(Records from a data collection)
════════════════════

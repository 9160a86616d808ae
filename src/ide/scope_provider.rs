//! Scope provider: scopes of symbols, types, files and source positions.
//!
//! ## Position scopes
//!
//! ```text
//! position ──► nearest scope key ──► enclosing non-local declaration
//!                                         │ analyze (full)
//!                                         ▼
//!                              lexical chain at the key?
//!                   yes: [frame scopes.., file resolution scope]
//!                   no:  [file resolution scope]
//! ```
//!
//! The file resolution scope is what a name at the top level of the file
//! sees: its own declarations, explicit imports, the rest of its package,
//! star imports, then the default imports.

use tracing::{error, trace};

use super::symbol_provider::{parsed_file, target_symbol};
use crate::base::{FileId, FqName, Name};
use crate::hir::{AnalysisSession, KType, Scope, ScopeKind, Symbol};
use crate::model::lexical::is_scope_key;
use crate::model::{LexicalFrame, LexicalScopeChain, OwnerRef};
use crate::parser::SyntaxNode;
use crate::syntax::{NodePtr, ParsedFile};

/// A receiver available without qualification at some position.
#[derive(Debug, Clone)]
pub struct ImplicitReceiver {
    pub ty: KType,
    /// Declaration that introduces the receiver
    pub owner: Symbol,
}

#[derive(Debug, Clone)]
pub struct ScopeContext {
    pub scope: Scope,
    /// Innermost first
    pub implicit_receivers: Vec<ImplicitReceiver>,
}

#[track_caller]
pub fn member_scope(session: &AnalysisSession, class: &Symbol) -> Scope {
    session.member_scope(class)
}

#[track_caller]
pub fn declared_member_scope(session: &AnalysisSession, class: &Symbol) -> Scope {
    session.declared_member_scope(class)
}

#[track_caller]
pub fn delegated_member_scope(session: &AnalysisSession, class: &Symbol) -> Scope {
    session.delegated_member_scope(class)
}

#[track_caller]
pub fn static_member_scope(session: &AnalysisSession, class: &Symbol) -> Scope {
    session.static_member_scope(class)
}

pub fn type_scope(session: &AnalysisSession, ty: &KType) -> Scope {
    session.type_scope(ty)
}

/// Top-level declarations of a file.
pub fn file_scope(session: &AnalysisSession, file: FileId) -> Scope {
    session.file_scope(&parsed_file(session, file))
}

pub fn package_scope(session: &AnalysisSession, package: &FqName) -> Scope {
    session.assert_valid();
    session.package_scope(package)
}

#[track_caller]
pub fn composite_scope(session: &AnalysisSession, scopes: Vec<Scope>) -> Scope {
    Scope::composite(session, None, scopes)
}

/// Explicit (non-star) imports of a file, under their visible names.
pub fn explicit_import_scope(session: &AnalysisSession, file: FileId) -> Scope {
    explicit_imports(session, &parsed_file(session, file))
}

/// Star imports of a file, in import order.
pub fn star_import_scope(session: &AnalysisSession, file: FileId) -> Scope {
    star_imports(session, &parsed_file(session, file))
}

/// Packages imported into every file by the session's settings.
pub fn default_import_scope(session: &AnalysisSession) -> Scope {
    session.assert_valid();
    let scopes = session
        .language_settings()
        .default_imports
        .iter()
        .map(|package| session.package_scope(package))
        .collect();
    let composite = Scope::composite(session, None, scopes);
    Scope::lazy(session, ScopeKind::DefaultImport, None, move |s| composite.symbols(s))
}

/// Everything visible at the top level of `file`.
pub fn file_resolution_scope(session: &AnalysisSession, file: FileId) -> Scope {
    file_resolution(session, &parsed_file(session, file))
}

fn file_resolution(session: &AnalysisSession, file: &std::rc::Rc<ParsedFile>) -> Scope {
    let scopes = vec![
        session.file_scope(file),
        explicit_imports(session, file),
        session.package_scope(&file.package_fq_name()),
        star_imports(session, file),
        default_import_scope(session),
    ];
    Scope::composite(session, Some(session.file_symbol(file)), scopes)
}

fn explicit_imports(session: &AnalysisSession, file: &ParsedFile) -> Scope {
    let mut entries: Vec<(Name, Symbol)> = Vec::new();
    for import in file.imports().iter().filter(|i| !i.all_under) {
        let Some(short_name) = import.path.short_name() else {
            continue;
        };
        let visible = import.alias.as_ref().map(Name::new).unwrap_or_else(|| short_name.clone());
        let segments: Vec<&str> = import.path.segments().collect();
        if let Some(class_id) = session.resolve_qualified(&segments) {
            let symbol = session
                .class_symbol(&class_id)
                .or_else(|| session.type_alias_symbol(&class_id));
            if let Some(symbol) = symbol {
                entries.push((visible.clone(), symbol));
            }
        }
        if let Some(package) = import.path.parent() {
            let callables = session
                .package_scope(&package)
                .symbols_named(session, &short_name)
                .into_iter()
                .filter(|s| s.raw_kind().is_callable());
            entries.extend(callables.map(|s| (visible.clone(), s)));
        }
    }
    Scope::from_named(session, ScopeKind::Import, None, entries)
}

fn star_imports(session: &AnalysisSession, file: &ParsedFile) -> Scope {
    let scopes = file
        .imports()
        .iter()
        .filter(|i| i.all_under)
        .filter_map(|import| {
            if session.package_exists(&import.path) {
                return Some(session.package_scope(&import.path));
            }
            let segments: Vec<&str> = import.path.segments().collect();
            let class = session.class_symbol(&session.resolve_qualified(&segments)?)?;
            Some(session.static_member_scope(&class))
        })
        .collect();
    let composite = Scope::composite(session, None, scopes);
    Scope::lazy(session, ScopeKind::Import, None, move |s| composite.symbols(s))
}

/// Scopes and implicit receivers at `position`.
///
/// `position` may live in a context-dependent copy (`position_file`) of
/// `original`; the file-level part always comes from `original`.
pub fn scope_context_for_position(
    session: &AnalysisSession,
    original: FileId,
    position_file: FileId,
    position: &SyntaxNode,
) -> ScopeContext {
    let original = parsed_file(session, original);
    let file = parsed_file(session, position_file);
    let file_level = file_resolution(session, &original);

    let Some(chain) = lexical_chain_at(session, &file, position) else {
        trace!(kind = ?position.kind(), "no lexical scope at position, using file scope");
        return ScopeContext {
            scope: Scope::composite(session, None, vec![file_level]),
            implicit_receivers: Vec::new(),
        };
    };
    let mut scopes: Vec<Scope> = chain.frames.iter().map(|frame| frame_scope(session, frame)).collect();
    scopes.push(file_level);
    ScopeContext {
        scope: Scope::composite(session, None, scopes),
        implicit_receivers: implicit_receivers(session, &chain),
    }
}

fn lexical_chain_at(session: &AnalysisSession, file: &ParsedFile, position: &SyntaxNode) -> Option<LexicalScopeChain> {
    let key = position.ancestors().find(is_scope_key)?;
    let facts = session.body_facts(file, &key)?;
    facts.lexical_scope(&NodePtr::new(&key)).cloned()
}

fn frame_scope(session: &AnalysisSession, frame: &LexicalFrame) -> Scope {
    let entries = frame
        .entries
        .iter()
        .filter_map(|entry| Some((entry.name.clone(), target_symbol(session, &entry.target)?)))
        .collect();
    Scope::from_named(session, ScopeKind::Lexical, owner_symbol(session, &frame.owner), entries)
}

pub(crate) fn owner_symbol(session: &AnalysisSession, owner: &OwnerRef) -> Option<Symbol> {
    match owner {
        OwnerRef::Declaration(source) => {
            let file = session.file(source.file)?.clone();
            let node = source.ptr.to_node(file.root())?;
            session.declaration_symbol(&file, &node)
        }
        OwnerRef::Class(class_id) => session.class_symbol(class_id),
        OwnerRef::Unknown(_) => None,
    }
}

fn implicit_receivers(session: &AnalysisSession, chain: &LexicalScopeChain) -> Vec<ImplicitReceiver> {
    let mut out = Vec::new();
    for receiver in chain.frames.iter().filter_map(|f| f.implicit_receiver.as_ref()) {
        let Some(owner) = owner_symbol(session, &receiver.owner) else {
            error!(owner = ?receiver.owner, "implicit receiver owner cannot be mapped to a symbol, skipping it");
            continue;
        };
        out.push(ImplicitReceiver {
            ty: session.ktype(receiver.ty.clone()),
            owner,
        });
    }
    out
}

#[cfg(test)]
mod tests {
    use super::*;
    use crate::hir::testing::session_with;
    use crate::model::{FrameKind, ReceiverFact, SemType};

    fn node_at(session: &AnalysisSession, file: usize, marker: &str) -> SyntaxNode {
        let file = &session.files()[file];
        let offset = file.root().text().to_string().find(marker).unwrap();
        crate::syntax::find_node_at_offset(file.root(), (offset as u32).into(), |_| true).unwrap()
    }

    fn names(session: &AnalysisSession, scope: &Scope) -> Vec<String> {
        scope.names(session).iter().map(|n| n.as_str().to_string()).collect()
    }

    #[test]
    fn test_position_scope_sees_locals_then_file() {
        let session = session_with(&[(
            "a.kt",
            "class A { val field = 1\n fun f(p: Int) { val local = 1\n marker\n } }\nfun top() {}",
        )]);
        let file = session.files()[0].id();
        let position = node_at(&session, 0, "marker");
        let context = scope_context_for_position(&session, file, file, &position);
        let visible = names(&session, &context.scope);
        let local = visible.iter().position(|n| n == "local").unwrap();
        let top = visible.iter().position(|n| n == "top").unwrap();
        assert!(local < top);
        assert!(visible.contains(&"p".to_string()));
        assert!(visible.contains(&"println".to_string()));
        assert_eq!(context.implicit_receivers.len(), 1);
        assert_eq!(context.implicit_receivers[0].owner.name(&session), "A");
        assert_eq!(context.implicit_receivers[0].ty.to_string(), "A");
    }

    #[test]
    fn test_position_without_lexical_scope_falls_back_to_file() {
        let session = session_with(&[("a.kt", "import kotlin.collections.List as L\nclass A")]);
        let file = session.files()[0].id();
        let position = node_at(&session, 0, "class");
        let context = scope_context_for_position(&session, file, file, &position);
        assert!(context.implicit_receivers.is_empty());
        assert_eq!(context.scope.sub_scopes(&session).len(), 1);
        assert!(context.scope.contains(&session, &Name::new("A")));
        assert!(context.scope.contains(&session, &Name::new("L")));
    }

    #[test]
    fn test_position_in_context_dependent_copy() {
        let session = session_with(&[("a.kt", "fun f() { }")]);
        let original = session.files()[0].id();
        let (copy, copy_id) = session
            .create_context_dependent_copy(original, "fun f() { val added = 1\n marker }")
            .unwrap();
        let file = copy.file(copy_id).unwrap().clone();
        let offset = file.root().text().to_string().find("marker").unwrap();
        let position = crate::syntax::find_node_at_offset(file.root(), (offset as u32).into(), |_| true).unwrap();
        let context = scope_context_for_position(&copy, original, copy_id, &position);
        assert!(context.scope.contains(&copy, &Name::new("added")));
    }

    #[test]
    fn test_unknown_receiver_owner_is_skipped() {
        let session = session_with(&[("a.kt", "class A")]);
        let chain = LexicalScopeChain {
            frames: vec![LexicalFrame {
                kind: FrameKind::Class,
                owner: OwnerRef::Unknown("synthetic".into()),
                entries: Vec::new(),
                implicit_receiver: Some(ReceiverFact {
                    ty: SemType::any(),
                    owner: OwnerRef::Unknown("synthetic".into()),
                }),
            }],
        };
        assert!(implicit_receivers(&session, &chain).is_empty());
    }

    #[test]
    fn test_star_import_of_package() {
        let session = session_with(&[
            ("a/A.kt", "package a\nclass Imported"),
            ("b/B.kt", "package b\nimport a.*\nclass B"),
        ]);
        let scope = star_import_scope(&session, session.files()[1].id());
        assert_eq!(names(&session, &scope), vec!["Imported"]);
    }
}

════════════════════

YOUR TASK> Could you retype exactly the lines above, starting at the line that contains "let symbol = session" and ending at the line that contains "may live in", and nothing more?

SOLVED PROBLEM>
            let symbol = session
                .class_symbol(&class_id)
                .or_else(|| session.type_alias_symbol(&class_id));
            if let Some(symbol) = symbol {
                entries.push((visible.clone(), symbol));
            }
        }
        if let Some(package) = import.path.parent() {
            let callables = session
                .package_scope(&package)
                .symbols_named(session, &short_name)
                .into_iter()
                .filter(|s| s.raw_kind().is_callable());
            entries.extend(callables.map(|s| (visible.clone(), s)));
        }
    }
    Scope::from_named(session, ScopeKind::Import, None, entries)
}

fn star_imports(session: &AnalysisSession, file: &ParsedFile) -> Scope {
    let scopes = file
        .imports()
        .iter()
        .filter(|i| i.all_under)
        .filter_map(|import| {
            if session.package_exists(&import.path) {
                return Some(session.package_scope(&import.path));
            }
            let segments: Vec<&str> = import.path.segments().collect();
            let class = session.class_symbol(&session.resolve_qualified(&segments)?)?;
            Some(session.static_member_scope(&class))
        })
        .collect();
    let composite = Scope::composite(session, None, scopes);
    Scope::lazy(session, ScopeKind::Import, None, move |s| composite.symbols(s))
}

/// Scopes and implicit receivers at `position`.
///
/// `position` may live in a context-dependent copy (`position_file`) of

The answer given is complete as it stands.